(INFORMATION SHOWN begins)

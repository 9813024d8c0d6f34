//! Cart route handlers.
//!
//! Each mutation locks the cart session, applies the state transition, and
//! returns the resulting cart view. Host notifications are emitted by the
//! session itself; their delivery can never fail a request. Products are
//! resolved before the cart lock is taken so the guard is never held across
//! an await point.

use axum::{
    Json,
    extract::{Path, State},
};
use rust_decimal::Decimal;
use serde::{Deserialize, Serialize};

use nui_market_core::{CartLine, ProductId};

use crate::cart::CartSession;
use crate::error::{AppError, Result};
use crate::state::AppState;

/// Cart state returned to the overlay.
#[derive(Debug, Clone, Serialize)]
pub struct CartView {
    pub items: Vec<CartLine>,
    pub count: u32,
    pub total: Decimal,
}

impl From<&CartSession> for CartView {
    fn from(cart: &CartSession) -> Self {
        Self {
            items: cart.lines().to_vec(),
            count: cart.total_items(),
            total: cart.subtotal(),
        }
    }
}

/// Add-to-cart request body.
#[derive(Debug, Deserialize)]
pub struct AddItemRequest {
    pub product_id: ProductId,
}

/// Quantity update request body.
#[derive(Debug, Deserialize)]
pub struct UpdateItemRequest {
    pub quantity: u32,
}

/// Current cart state.
pub async fn show(State(state): State<AppState>) -> Json<CartView> {
    Json(CartView::from(&*state.cart()))
}

/// Add one unit of a product to the cart.
pub async fn add_item(
    State(state): State<AppState>,
    Json(request): Json<AddItemRequest>,
) -> Result<Json<CartView>> {
    let product = state
        .resolver()
        .get_product(&request.product_id)
        .await
        .ok_or_else(|| AppError::NotFound(format!("product {}", request.product_id)))?;

    let mut cart = state.cart();
    cart.add(product);
    Ok(Json(CartView::from(&*cart)))
}

/// Replace a line's quantity; zero removes the line.
pub async fn update_item(
    State(state): State<AppState>,
    Path(id): Path<ProductId>,
    Json(request): Json<UpdateItemRequest>,
) -> Json<CartView> {
    let mut cart = state.cart();
    cart.set_quantity(&id, request.quantity);
    Json(CartView::from(&*cart))
}

/// Remove a line from the cart.
pub async fn remove_item(State(state): State<AppState>, Path(id): Path<ProductId>) -> Json<CartView> {
    let mut cart = state.cart();
    cart.remove(&id);
    Json(CartView::from(&*cart))
}

/// Empty the cart.
pub async fn clear(State(state): State<AppState>) -> Json<CartView> {
    let mut cart = state.cart();
    cart.clear();
    Json(CartView::from(&*cart))
}

/// Hand the cart to the host for checkout. The cart is left untouched; the
/// host decides what happens next.
pub async fn checkout(State(state): State<AppState>) -> Json<CartView> {
    let cart = state.cart();
    cart.checkout();
    Json(CartView::from(&*cart))
}
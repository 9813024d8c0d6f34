//! HTTP middleware for the storefront service.

mod request_id;

pub use request_id::{REQUEST_ID_HEADER, request_id_middleware};
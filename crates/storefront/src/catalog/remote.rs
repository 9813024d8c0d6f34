//! Remote backend client implementation.
//!
//! Speaks PostgREST over `reqwest` to the four backend collections
//! (categories, subcategories, shops, products). Every operation maps
//! transport and status failures into [`CatalogError`]; callers decide
//! whether to recover (reads) or propagate (writes).

use std::sync::Arc;

use secrecy::ExposeSecret;
use serde::{Deserialize, Serialize, de::DeserializeOwned};
use tracing::instrument;

use nui_market_core::{
    Category, NewProduct, NewShop, Product, ProductId, ProductPatch, Shop, ShopId, ShopPatch,
    Subcategory, SubcategoryId, UserId,
};

use crate::catalog::CatalogError;
use crate::catalog::resolver::ProductFilter;
use crate::config::SupabaseConfig;

/// Client for the remote catalog backend.
///
/// Cheaply cloneable; all operations are independent, side-effect-free
/// requests with no shared mutable state.
#[derive(Clone)]
pub struct SupabaseClient {
    inner: Arc<SupabaseClientInner>,
}

struct SupabaseClientInner {
    client: reqwest::Client,
    base_url: String,
    anon_key: String,
}

impl SupabaseClient {
    /// Create a new backend client from configuration.
    #[must_use]
    pub fn new(config: &SupabaseConfig) -> Self {
        Self {
            inner: Arc::new(SupabaseClientInner {
                client: reqwest::Client::new(),
                base_url: format!("{}/rest/v1", config.url),
                anon_key: config.anon_key.expose_secret().to_string(),
            }),
        }
    }

    fn request(&self, method: reqwest::Method, table: &str) -> reqwest::RequestBuilder {
        self.inner
            .client
            .request(method, format!("{}/{table}", self.inner.base_url))
            .header("apikey", &self.inner.anon_key)
            .header(
                "Authorization",
                format!("Bearer {}", self.inner.anon_key),
            )
    }

    /// Read the response body and decode a row set, mapping non-success
    /// statuses into [`CatalogError`].
    async fn read_rows<T: DeserializeOwned>(
        response: reqwest::Response,
    ) -> Result<Vec<T>, CatalogError> {
        let status = response.status();
        let body = response.text().await?;

        if !status.is_success() {
            return Err(status_error(status.as_u16(), body));
        }

        Ok(serde_json::from_str(&body)?)
    }

    async fn select<T: DeserializeOwned>(
        &self,
        table: &str,
        query: &[(String, String)],
    ) -> Result<Vec<T>, CatalogError> {
        let response = self
            .request(reqwest::Method::GET, table)
            .query(query)
            .send()
            .await?;
        Self::read_rows(response).await
    }

    /// Insert a row and return the persisted representation.
    async fn insert<T: DeserializeOwned, B: Serialize>(
        &self,
        table: &str,
        body: &B,
    ) -> Result<T, CatalogError> {
        let response = self
            .request(reqwest::Method::POST, table)
            .header("Prefer", "return=representation")
            .json(body)
            .send()
            .await?;

        let rows: Vec<T> = Self::read_rows(response).await?;
        rows.into_iter().next().ok_or_else(|| CatalogError::Query {
            status: 200,
            message: format!("insert into {table} returned no representation"),
        })
    }

    /// Update a row by id and return the persisted representation.
    async fn update<T: DeserializeOwned, B: Serialize>(
        &self,
        table: &str,
        id: &str,
        body: &B,
    ) -> Result<T, CatalogError> {
        let response = self
            .request(reqwest::Method::PATCH, table)
            .header("Prefer", "return=representation")
            .query(&[("id", format!("eq.{id}"))])
            .json(body)
            .send()
            .await?;

        let rows: Vec<T> = Self::read_rows(response).await?;
        rows.into_iter()
            .next()
            .ok_or_else(|| CatalogError::NotFound(format!("{table} row {id}")))
    }

    /// Delete a row by id.
    async fn delete(&self, table: &str, id: &str) -> Result<(), CatalogError> {
        let response = self
            .request(reqwest::Method::DELETE, table)
            .query(&[("id", format!("eq.{id}"))])
            .send()
            .await?;

        let status = response.status();
        if !status.is_success() {
            let body = response.text().await?;
            return Err(status_error(status.as_u16(), body));
        }
        Ok(())
    }

    // =========================================================================
    // Category Reads
    // =========================================================================

    /// Fetch all categories, ordered by name.
    ///
    /// # Errors
    ///
    /// Returns an error if the request or decode fails.
    #[instrument(skip(self))]
    pub async fn list_categories(&self) -> Result<Vec<Category>, CatalogError> {
        self.select(
            "categories",
            &[select_all(), order_by_name()],
        )
        .await
    }

    /// Fetch all subcategories, ordered by name.
    ///
    /// # Errors
    ///
    /// Returns an error if the request or decode fails.
    #[instrument(skip(self))]
    pub async fn list_subcategories(&self) -> Result<Vec<Subcategory>, CatalogError> {
        self.select(
            "subcategories",
            &[select_all(), order_by_name()],
        )
        .await
    }

    /// Fetch the subcategory assignment of every product. Used to derive
    /// per-subcategory counts without pulling full rows.
    ///
    /// # Errors
    ///
    /// Returns an error if the request or decode fails.
    #[instrument(skip(self))]
    pub async fn list_product_refs(&self) -> Result<Vec<ProductRef>, CatalogError> {
        self.select(
            "products",
            &[("select".to_string(), "id,subcategory_id".to_string())],
        )
        .await
    }

    // =========================================================================
    // Product Reads
    // =========================================================================

    /// Fetch products matching the filter, ordered by name.
    ///
    /// # Errors
    ///
    /// Returns an error if the request or decode fails.
    #[instrument(skip(self))]
    pub async fn list_products(
        &self,
        filter: Option<&ProductFilter>,
    ) -> Result<Vec<Product>, CatalogError> {
        self.select("products", &product_query(filter)).await
    }

    /// Fetch a single product by id. Absence is `Ok(None)`, not an error.
    ///
    /// # Errors
    ///
    /// Returns an error if the request or decode fails.
    #[instrument(skip(self), fields(id = %id))]
    pub async fn get_product(&self, id: &ProductId) -> Result<Option<Product>, CatalogError> {
        let rows: Vec<Product> = self
            .select(
                "products",
                &[select_all(), ("id".to_string(), format!("eq.{id}"))],
            )
            .await?;
        Ok(rows.into_iter().next())
    }

    // =========================================================================
    // Shop Reads
    // =========================================================================

    /// Fetch all shops, ordered by name.
    ///
    /// # Errors
    ///
    /// Returns an error if the request or decode fails.
    #[instrument(skip(self))]
    pub async fn list_shops(&self) -> Result<Vec<Shop>, CatalogError> {
        self.select("shops", &[select_all(), order_by_name()]).await
    }

    /// Fetch the shops owned by a user, ordered by name.
    ///
    /// # Errors
    ///
    /// Returns an error if the request or decode fails.
    #[instrument(skip(self), fields(owner = %owner))]
    pub async fn list_shops_by_owner(&self, owner: &UserId) -> Result<Vec<Shop>, CatalogError> {
        self.select(
            "shops",
            &[
                select_all(),
                ("owner_id".to_string(), format!("eq.{owner}")),
                order_by_name(),
            ],
        )
        .await
    }

    // =========================================================================
    // Writes
    // =========================================================================

    /// Insert a product and return the persisted row.
    ///
    /// # Errors
    ///
    /// Returns an error if the backend rejects or fails the write.
    #[instrument(skip(self, product), fields(name = %product.name))]
    pub async fn insert_product(&self, product: &NewProduct) -> Result<Product, CatalogError> {
        self.insert("products", product).await
    }

    /// Apply a partial update to a product and return the persisted row.
    ///
    /// # Errors
    ///
    /// Returns an error if the backend rejects or fails the write, or
    /// [`CatalogError::NotFound`] if no such product exists.
    #[instrument(skip(self, patch), fields(id = %id))]
    pub async fn update_product(
        &self,
        id: &ProductId,
        patch: &ProductPatch,
    ) -> Result<Product, CatalogError> {
        self.update("products", id.as_str(), patch).await
    }

    /// Delete a product by id.
    ///
    /// # Errors
    ///
    /// Returns an error if the backend rejects or fails the write.
    #[instrument(skip(self), fields(id = %id))]
    pub async fn delete_product(&self, id: &ProductId) -> Result<(), CatalogError> {
        self.delete("products", id.as_str()).await
    }

    /// Insert a shop and return the persisted row.
    ///
    /// # Errors
    ///
    /// Returns an error if the backend rejects or fails the write.
    #[instrument(skip(self, shop), fields(name = %shop.name))]
    pub async fn insert_shop(&self, shop: &NewShop) -> Result<Shop, CatalogError> {
        self.insert("shops", shop).await
    }

    /// Apply a partial update to a shop and return the persisted row.
    ///
    /// # Errors
    ///
    /// Returns an error if the backend rejects or fails the write, or
    /// [`CatalogError::NotFound`] if no such shop exists.
    #[instrument(skip(self, patch), fields(id = %id))]
    pub async fn update_shop(&self, id: &ShopId, patch: &ShopPatch) -> Result<Shop, CatalogError> {
        self.update("shops", id.as_str(), patch).await
    }

    /// Delete a shop by id.
    ///
    /// # Errors
    ///
    /// Returns an error if the backend rejects or fails the write.
    #[instrument(skip(self), fields(id = %id))]
    pub async fn delete_shop(&self, id: &ShopId) -> Result<(), CatalogError> {
        self.delete("shops", id.as_str()).await
    }
}

/// Subcategory assignment of a product, for count derivation.
#[derive(Debug, Clone, Deserialize)]
pub struct ProductRef {
    pub id: ProductId,
    pub subcategory_id: Option<SubcategoryId>,
}

// =============================================================================
// Query Building
// =============================================================================

fn select_all() -> (String, String) {
    ("select".to_string(), "*".to_string())
}

fn order_by_name() -> (String, String) {
    ("order".to_string(), "name.asc".to_string())
}

/// Translate a [`ProductFilter`] into PostgREST query parameters: equality
/// predicates plus a case-insensitive substring-or over name/description.
fn product_query(filter: Option<&ProductFilter>) -> Vec<(String, String)> {
    let mut query = vec![select_all(), order_by_name()];

    let Some(filter) = filter else {
        return query;
    };

    if let Some(category_id) = &filter.category_id {
        query.push(("category_id".to_string(), format!("eq.{category_id}")));
    }
    if let Some(subcategory_id) = &filter.subcategory_id {
        query.push((
            "subcategory_id".to_string(),
            format!("eq.{subcategory_id}"),
        ));
    }
    if filter.in_stock_only {
        query.push(("in_stock".to_string(), "eq.true".to_string()));
    }
    if let Some(term) = filter
        .search_term
        .as_deref()
        .map(sanitize_search_term)
        .filter(|t| !t.is_empty())
    {
        query.push((
            "or".to_string(),
            format!("(name.ilike.*{term}*,description.ilike.*{term}*)"),
        ));
    }

    query
}

/// Strip characters that are part of the PostgREST logic-tree syntax so a
/// search term cannot terminate the `or=(...)` expression early.
fn sanitize_search_term(term: &str) -> String {
    term.chars().filter(|c| !matches!(c, ',' | '(' | ')' | '"')).collect()
}

/// Map a non-success status into the error taxonomy: client-side rejects are
/// validation failures, everything else is a failed query.
fn status_error(status: u16, body: String) -> CatalogError {
    let message = body.chars().take(500).collect::<String>();
    match status {
        400 | 409 | 422 => CatalogError::Validation(message),
        _ => CatalogError::Query { status, message },
    }
}

#[cfg(test)]
#[allow(clippy::unwrap_used)]
mod tests {
    use super::*;
    use nui_market_core::CategoryId;

    fn pairs(query: &[(String, String)]) -> Vec<(&str, &str)> {
        query.iter().map(|(k, v)| (k.as_str(), v.as_str())).collect()
    }

    #[test]
    fn test_product_query_without_filter() {
        let query = product_query(None);
        assert_eq!(pairs(&query), vec![("select", "*"), ("order", "name.asc")]);
    }

    #[test]
    fn test_product_query_equality_filters() {
        let filter = ProductFilter {
            category_id: Some(CategoryId::new("tools")),
            subcategory_id: Some(SubcategoryId::new("hand-tools")),
            in_stock_only: true,
            ..ProductFilter::default()
        };

        let query = product_query(Some(&filter));
        assert!(query.contains(&("category_id".to_string(), "eq.tools".to_string())));
        assert!(query.contains(&("subcategory_id".to_string(), "eq.hand-tools".to_string())));
        assert!(query.contains(&("in_stock".to_string(), "eq.true".to_string())));
    }

    #[test]
    fn test_product_query_in_stock_omitted_when_false() {
        let filter = ProductFilter::default();
        let query = product_query(Some(&filter));
        assert!(!query.iter().any(|(k, _)| k == "in_stock"));
    }

    #[test]
    fn test_product_query_search_is_substring_or() {
        let filter = ProductFilter {
            search_term: Some("drill".to_string()),
            ..ProductFilter::default()
        };

        let query = product_query(Some(&filter));
        assert!(query.contains(&(
            "or".to_string(),
            "(name.ilike.*drill*,description.ilike.*drill*)".to_string()
        )));
    }

    #[test]
    fn test_search_term_cannot_break_out_of_or_tree() {
        let filter = ProductFilter {
            search_term: Some("a),id.eq.(b".to_string()),
            ..ProductFilter::default()
        };

        let query = product_query(Some(&filter));
        let or = query.iter().find(|(k, _)| k == "or").unwrap();
        assert_eq!(or.1, "(name.ilike.*aid.eq.b*,description.ilike.*aid.eq.b*)");
    }

    #[test]
    fn test_blank_search_term_adds_no_predicate() {
        let filter = ProductFilter {
            search_term: Some("(),".to_string()),
            ..ProductFilter::default()
        };

        let query = product_query(Some(&filter));
        assert!(!query.iter().any(|(k, _)| k == "or"));
    }

    #[test]
    fn test_status_error_mapping() {
        assert!(matches!(
            status_error(400, "bad".to_string()),
            CatalogError::Validation(_)
        ));
        assert!(matches!(
            status_error(422, "bad".to_string()),
            CatalogError::Validation(_)
        ));
        assert!(matches!(
            status_error(500, "boom".to_string()),
            CatalogError::Query { status: 500, .. }
        ));
    }
}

(INFORMATION SHOWN ends)

THE PROBLEM: Beginning with the line containing "use crate::cart::CartSession;" and ending with the line containing "update request body.", extract those lines exactly from the listing above, and only those.

TASK RESPONSE:
use crate::cart::CartSession;
use crate::error::{AppError, Result};
use crate::state::AppState;

/// Cart state returned to the overlay.
#[derive(Debug, Clone, Serialize)]
pub struct CartView {
    pub items: Vec<CartLine>,
    pub count: u32,
    pub total: Decimal,
}

impl From<&CartSession> for CartView {
    fn from(cart: &CartSession) -> Self {
        Self {
            items: cart.lines().to_vec(),
            count: cart.total_items(),
            total: cart.subtotal(),
        }
    }
}

/// Add-to-cart request body.
#[derive(Debug, Deserialize)]
pub struct AddItemRequest {
    pub product_id: ProductId,
}

/// Quantity update request body.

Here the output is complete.